- [EXERCISE AIM]:
Please output the data below exactly as given, starting at its first line and stopping after the line that contains "Set completion state".

- [SUPPLIED MATERIAL]:
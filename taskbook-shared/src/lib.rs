//! # Taskbook Shared Library
//!
//! This crate contains the data model, persistence and business rules used by
//! the Taskbook API server.
//!
//! ## Module Organization
//!
//! - `models`: Database models and their SQL operations
//! - `db`: Connection pooling and schema migrations
//! - `store`: The `EntityStore` abstraction with PostgreSQL and in-memory backends
//! - `domain`: User and task services enforcing uniqueness, ownership and
//!   controlled mutation

pub mod db;
pub mod domain;
pub mod models;
pub mod store;

/// Current version of the Taskbook shared library
pub const VERSION: &str = env!("CARGO_PKG_VERSION");

#[cfg(test)]
mod tests {
    use super::*;

    #[test]
    fn test_version_is_set() {
        assert!(!VERSION.is_empty());
    }
}
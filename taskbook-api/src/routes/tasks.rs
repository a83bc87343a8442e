/// Task endpoints
///
/// # Endpoints
///
/// - `POST /api/tasks` - Create task
/// - `GET /api/tasks/:id` - Get task
/// - `PUT /api/tasks/:id` - Set completion state
/// - `PATCH /api/tasks/:id/complete` - Mark completed
/// - `DELETE /api/tasks/:id` - Delete task
/// - `GET /api/users/:id/tasks` - List a user's tasks

use crate::{
    app::AppState,
    error::{ApiError, ApiResult},
    extract::{bool_field, missing_fields, owner_field, text_field, IdPath, JsonBody, JsonObject},
    routes::MessageResponse,
};
use axum::{extract::State, http::StatusCode, Json};
use serde::Serialize;
use serde_json::Value;
use taskbook_shared::{domain::DomainError, models::task::Task};
use validator::Validate;

/// Checked input for task creation
///
/// `user_id` stays optional here: a missing owner is a domain rule and is
/// reported by the task service.
#[derive(Debug, Validate)]
pub struct NewTask {
    #[validate(length(min = 1, max = 200, message = "Title must be between 1 and 200 characters"))]
    pub title: String,

    pub user_id: Option<i64>,

    pub description: Option<String>,
}

impl TryFrom<JsonObject> for NewTask {
    type Error = ApiError;

    fn try_from(mut body: JsonObject) -> Result<Self, Self::Error> {
        let title = text_field("title", body.remove("title"))?;
        let user_id = owner_field("user_id", body.remove("user_id"))?;
        let description = match body.remove("description") {
            None | Some(Value::Null) => None,
            Some(Value::String(s)) => Some(s),
            Some(_) => {
                return Err(ApiError::BadRequest(
                    "The field description must be a string".to_string(),
                ))
            }
        };

        match (title, user_id) {
            (Some(title), Some(user_id)) => Ok(Self {
                title,
                user_id: Some(user_id),
                description,
            }),
            (None, None) => Err(missing_fields(&["title", "user_id"])),
            (None, Some(_)) => Err(missing_fields(&["title"])),
            (Some(_), None) => Err(missing_fields(&["user_id"])),
        }
    }
}

/// Single task response, with a message on writes
#[derive(Debug, Serialize)]
pub struct TaskResponse {
    #[serde(skip_serializing_if = "Option::is_none")]
    pub message: Option<String>,

    pub task: Task,
}

/// Tasks of one user
#[derive(Debug, Serialize)]
pub struct UserTasksResponse {
    pub user_id: i64,
    pub tasks: Vec<Task>,
    pub total: usize,
}

/// Create a task for an existing user
///
/// ```text
/// POST /api/tasks
/// Content-Type: application/json
///
/// { "title": "Buy groceries", "user_id": 1, "description": "Milk and bread" }
/// ```
///
/// # Errors
///
/// - `400 Bad Request`: missing title or owner, wrong-typed field, or the
///   owner does not exist
pub async fn create_task(
    State(state): State<AppState>,
    JsonBody(body): JsonBody<JsonObject>,
) -> ApiResult<(StatusCode, Json<TaskResponse>)> {
    let req = NewTask::try_from(body)?;
    req.validate()?;

    let task = state
        .tasks
        .create(&req.title, req.user_id, req.description.as_deref())
        .await?;

    Ok((
        StatusCode::CREATED,
        Json(TaskResponse {
            message: Some("Task created successfully".to_string()),
            task,
        }),
    ))
}

/// Get one task
pub async fn get_task(
    State(state): State<AppState>,
    IdPath(id): IdPath<i64>,
) -> ApiResult<Json<TaskResponse>> {
    let task = state
        .tasks
        .get_by_id(id)
        .await?
        .ok_or(DomainError::TaskNotFound(id))?;

    Ok(Json(TaskResponse {
        message: None,
        task,
    }))
}

/// List the tasks of a user
///
/// # Errors
///
/// - `404 Not Found`: the user does not exist
pub async fn list_user_tasks(
    State(state): State<AppState>,
    IdPath(user_id): IdPath<i64>,
) -> ApiResult<Json<UserTasksResponse>> {
    if !state.users.exists(user_id).await? {
        return Err(DomainError::UserNotFound(user_id).into());
    }

    let tasks = state.tasks.list_by_user(user_id).await?;

    Ok(Json(UserTasksResponse {
        user_id,
        total: tasks.len(),
        tasks,
    }))
}

/// Set a task's completion state
///
/// ```text
/// PUT /api/tasks/:id
/// Content-Type: application/json
///
/// { "is_completed": true }
/// ```
///
/// # Errors
///
/// - `400 Bad Request`: `is_completed` missing or not a boolean
/// - `404 Not Found`: no task with this id
pub async fn update_task(
    State(state): State<AppState>,
    IdPath(id): IdPath<i64>,
    JsonBody(mut body): JsonBody<JsonObject>,
) -> ApiResult<Json<TaskResponse>> {
    let completed = bool_field("is_completed", body.remove("is_completed"))?;

    let task = state.tasks.set_completion(id, completed).await?;

    Ok(Json(TaskResponse {
        message: Some("Task updated successfully".to_string()),
        task,
    }))
}

/// Mark a task as completed
pub async fn complete_task(
    State(state): State<AppState>,
    IdPath(id): IdPath<i64>,
) -> ApiResult<Json<TaskResponse>> {
    let task = state.tasks.mark_completed(id).await?;

    Ok(Json(TaskResponse {
        message: Some("Task marked as completed".to_string()),
        task,
    }))
}

/// Delete a task
pub async fn delete_task(
    State(state): State<AppState>,
    IdPath(id): IdPath<i64>,
) -> ApiResult<Json<MessageResponse>> {
    state.tasks.delete(id).await?;

    Ok(Json(MessageResponse {
        message: format!("Task with ID {} deleted successfully", id),
    }))
}

#[cfg(test)]
mod tests {
    use super::*;
    use serde_json::json;

    fn new_task(value: Value) -> Result<NewTask, ApiError> {
        match value {
            Value::Object(map) => NewTask::try_from(map),
            _ => unreachable!(),
        }
    }

    #[test]
    fn test_new_task_reports_missing_fields() {
        let err = new_task(json!({"description": "only"})).unwrap_err();
        assert_eq!(err.to_string(), "Bad request: The fields title and user_id are required");

        let err = new_task(json!({"title": "T", "user_id": 0})).unwrap_err();
        assert_eq!(err.to_string(), "Bad request: The field user_id is required");
    }

    #[test]
    fn test_new_task_description_is_optional() {
        let task = new_task(json!({"title": "T", "user_id": 3})).unwrap();
        assert_eq!(task.user_id, Some(3));
        assert_eq!(task.description, None);

        let task = new_task(json!({"title": "T", "user_id": 3, "description": "d"})).unwrap();
        assert_eq!(task.description.as_deref(), Some("d"));

        assert!(new_task(json!({"title": "T", "user_id": 3, "description": 5})).is_err());
    }

    #[test]
    fn test_new_task_title_length() {
        let task = new_task(json!({"title": "x".repeat(201), "user_id": 1})).unwrap();
        assert!(task.validate().is_err());
    }
}
/// PostgreSQL-backed entity store
///
/// Delegates to the SQL in [`crate::models`] and lets the schema enforce the
/// constraints (`users_email_key`, `tasks_user_id_fkey ... ON DELETE CASCADE`).

use super::{EntityStore, StoreResult};
use crate::db::pool::health_check;
use crate::models::{
    task::{CreateTask, Task},
    user::{CreateUser, User},
};
use async_trait::async_trait;
use sqlx::PgPool;
use tracing::debug;

/// Entity store over a sqlx connection pool
#[derive(Debug, Clone)]
pub struct PgStore {
    pool: PgPool,
}

impl PgStore {
    pub fn new(pool: PgPool) -> Self {
        Self { pool }
    }

    /// Underlying pool, used for shutdown and migrations
    pub fn pool(&self) -> &PgPool {
        &self.pool
    }
}

#[async_trait]
impl EntityStore for PgStore {
    fn backend(&self) -> &'static str {
        "postgres"
    }

    async fn ping(&self) -> StoreResult<()> {
        health_check(&self.pool).await?;
        Ok(())
    }

    async fn insert_user(&self, data: CreateUser) -> StoreResult<User> {
        // A unique violation aborts the transaction; dropping `tx` rolls it back.
        let mut tx = self.pool.begin().await?;
        let user = User::create(&mut *tx, data).await?;
        tx.commit().await?;

        debug!(user_id = user.id, "Inserted user row");
        Ok(user)
    }

    async fn find_user(&self, id: i64) -> StoreResult<Option<User>> {
        Ok(User::find_by_id(&self.pool, id).await?)
    }

    async fn find_user_by_email(&self, email: &str) -> StoreResult<Option<User>> {
        Ok(User::find_by_email(&self.pool, email).await?)
    }

    async fn list_users(&self) -> StoreResult<Vec<User>> {
        Ok(User::list(&self.pool).await?)
    }

    async fn delete_user(&self, id: i64) -> StoreResult<bool> {
        Ok(User::delete(&self.pool, id).await?)
    }

    async fn insert_task(&self, data: CreateTask) -> StoreResult<Task> {
        let task = Task::create(&self.pool, data).await?;
        debug!(task_id = task.id, user_id = task.user_id, "Inserted task row");
        Ok(task)
    }

    async fn find_task(&self, id: i64) -> StoreResult<Option<Task>> {
        Ok(Task::find_by_id(&self.pool, id).await?)
    }

    async fn list_tasks_by_user(&self, user_id: i64) -> StoreResult<Vec<Task>> {
        Ok(Task::list_by_user(&self.pool, user_id).await?)
    }

    async fn set_task_completed(&self, id: i64, completed: bool) -> StoreResult<Option<Task>> {
        Ok(Task::set_completed(&self.pool, id, completed).await?)
    }

    async fn delete_task(&self, id: i64) -> StoreResult<bool> {
        Ok(Task::delete(&self.pool, id).await?)
    }
}
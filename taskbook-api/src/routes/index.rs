/// API description document served at `/`

use axum::Json;
use serde_json::{json, Value};

pub async fn index() -> Json<Value> {
    Json(json!({
        "message": "Taskbook API",
        "version": env!("CARGO_PKG_VERSION"),
        "endpoints": {
            "users": {
                "POST /api/users": "Create a user",
                "GET /api/users": "List users",
                "GET /api/users/{id}": "Get a user",
                "DELETE /api/users/{id}": "Delete a user and its tasks",
                "GET /api/users/{id}/tasks": "List a user's tasks"
            },
            "tasks": {
                "POST /api/tasks": "Create a task",
                "GET /api/tasks/{id}": "Get a task",
                "PUT /api/tasks/{id}": "Set a task's completion state",
                "PATCH /api/tasks/{id}/complete": "Mark a task as completed",
                "DELETE /api/tasks/{id}": "Delete a task"
            },
            "health": {
                "GET /health": "Service health"
            }
        }
    }))
}
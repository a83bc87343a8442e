//! # Taskbook API Server
//!
//! REST API for managing users and the tasks they own.
//!
//! ## Architecture
//!
//! The API server is built with Axum and provides:
//! - User endpoints (create, list, get, delete)
//! - Task endpoints (create, get, list per user, update completion, delete)
//! - Health check
//!
//! Storage is PostgreSQL by default (migrations run at startup); set
//! `STORAGE_BACKEND=memory` to run without a database.
//!
//! ## Usage
//!
//! ```bash
//! cargo run -p taskbook-api
//! ```

use anyhow::Context;
use std::sync::Arc;
use taskbook_api::{
    app::{build_router, AppState},
    config::{Config, LogFormat, StorageBackend},
};
use taskbook_shared::{
    db::{migrations, pool},
    store::{memory::MemoryStore, postgres::PgStore, SharedStore},
};
use tracing_subscriber::{layer::SubscriberExt, util::SubscriberInitExt, EnvFilter};

#[tokio::main]
async fn main() -> anyhow::Result<()> {
    let config = Config::from_env()?;

    // Initialize tracing
    let filter = EnvFilter::try_from_default_env()
        .unwrap_or_else(|_| "taskbook_api=debug,taskbook_shared=debug,tower_http=debug".into());
    let registry = tracing_subscriber::registry().with(filter);
    match config.log_format {
        LogFormat::Json => registry.with(tracing_subscriber::fmt::layer().json()).init(),
        LogFormat::Pretty => registry.with(tracing_subscriber::fmt::layer()).init(),
    }

    tracing::info!(
        "Taskbook API Server v{} starting...",
        env!("CARGO_PKG_VERSION")
    );

    let (store, db_pool) = match config.storage {
        StorageBackend::Memory => {
            tracing::warn!("Using in-memory storage; data is lost on shutdown");
            (Arc::new(MemoryStore::new()) as SharedStore, None)
        }
        StorageBackend::Postgres => {
            tracing::info!(url = %config.database.redacted_url(), "Connecting to database");

            if let Err(err) = migrations::ensure_database_exists(&config.database.url).await {
                tracing::warn!(error = %err, "Could not ensure database exists");
            }

            let db_pool = pool::create_pool(config.database.clone())
                .await
                .context("failed to connect to database")?;
            migrations::run_migrations(&db_pool)
                .await
                .context("failed to run database migrations")?;

            (
                Arc::new(PgStore::new(db_pool.clone())) as SharedStore,
                Some(db_pool),
            )
        }
    };

    let address = config.bind_address();
    let app = build_router(AppState::new(store, config));

    let listener = tokio::net::TcpListener::bind(&address)
        .await
        .with_context(|| format!("failed to bind {}", address))?;
    tracing::info!("Server listening on http://{}", address);

    axum::serve(listener, app)
        .with_graceful_shutdown(shutdown_signal())
        .await?;

    if let Some(db_pool) = db_pool {
        pool::close_pool(db_pool).await;
    }

    tracing::info!("Server stopped");
    Ok(())
}

async fn shutdown_signal() {
    if let Err(err) = tokio::signal::ctrl_c().await {
        tracing::error!(error = %err, "Failed to listen for shutdown signal");
        std::future::pending::<()>().await;
    }
    tracing::info!("Shutdown signal received, draining connections...");
}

- [RESPONSE AREA]:
filename taskbook-shared/src/lib.rs
//! # Taskbook Shared Library
//!
//! This crate contains the data model, persistence and business rules used by
//! the Taskbook API server.
//!
//! ## Module Organization
//!
//! - `models`: Database models and their SQL operations
//! - `db`: Connection pooling and schema migrations
//! - `store`: The `EntityStore` abstraction with PostgreSQL and in-memory backends
//! - `domain`: User and task services enforcing uniqueness, ownership and
//!   controlled mutation

pub mod db;
pub mod domain;
pub mod models;
pub mod store;

/// Current version of the Taskbook shared library
pub const VERSION: &str = env!("CARGO_PKG_VERSION");

#[cfg(test)]
mod tests {
    use super::*;

    #[test]
    fn test_version_is_set() {
        assert!(!VERSION.is_empty());
    }
}
filename taskbook-api/src/routes/tasks.rs
repository a83bc87343a8442e
/// Task endpoints
///
/// # Endpoints
///
/// - `POST /api/tasks` - Create task
/// - `GET /api/tasks/:id` - Get task
/// - `PUT /api/tasks/:id` - Set completion state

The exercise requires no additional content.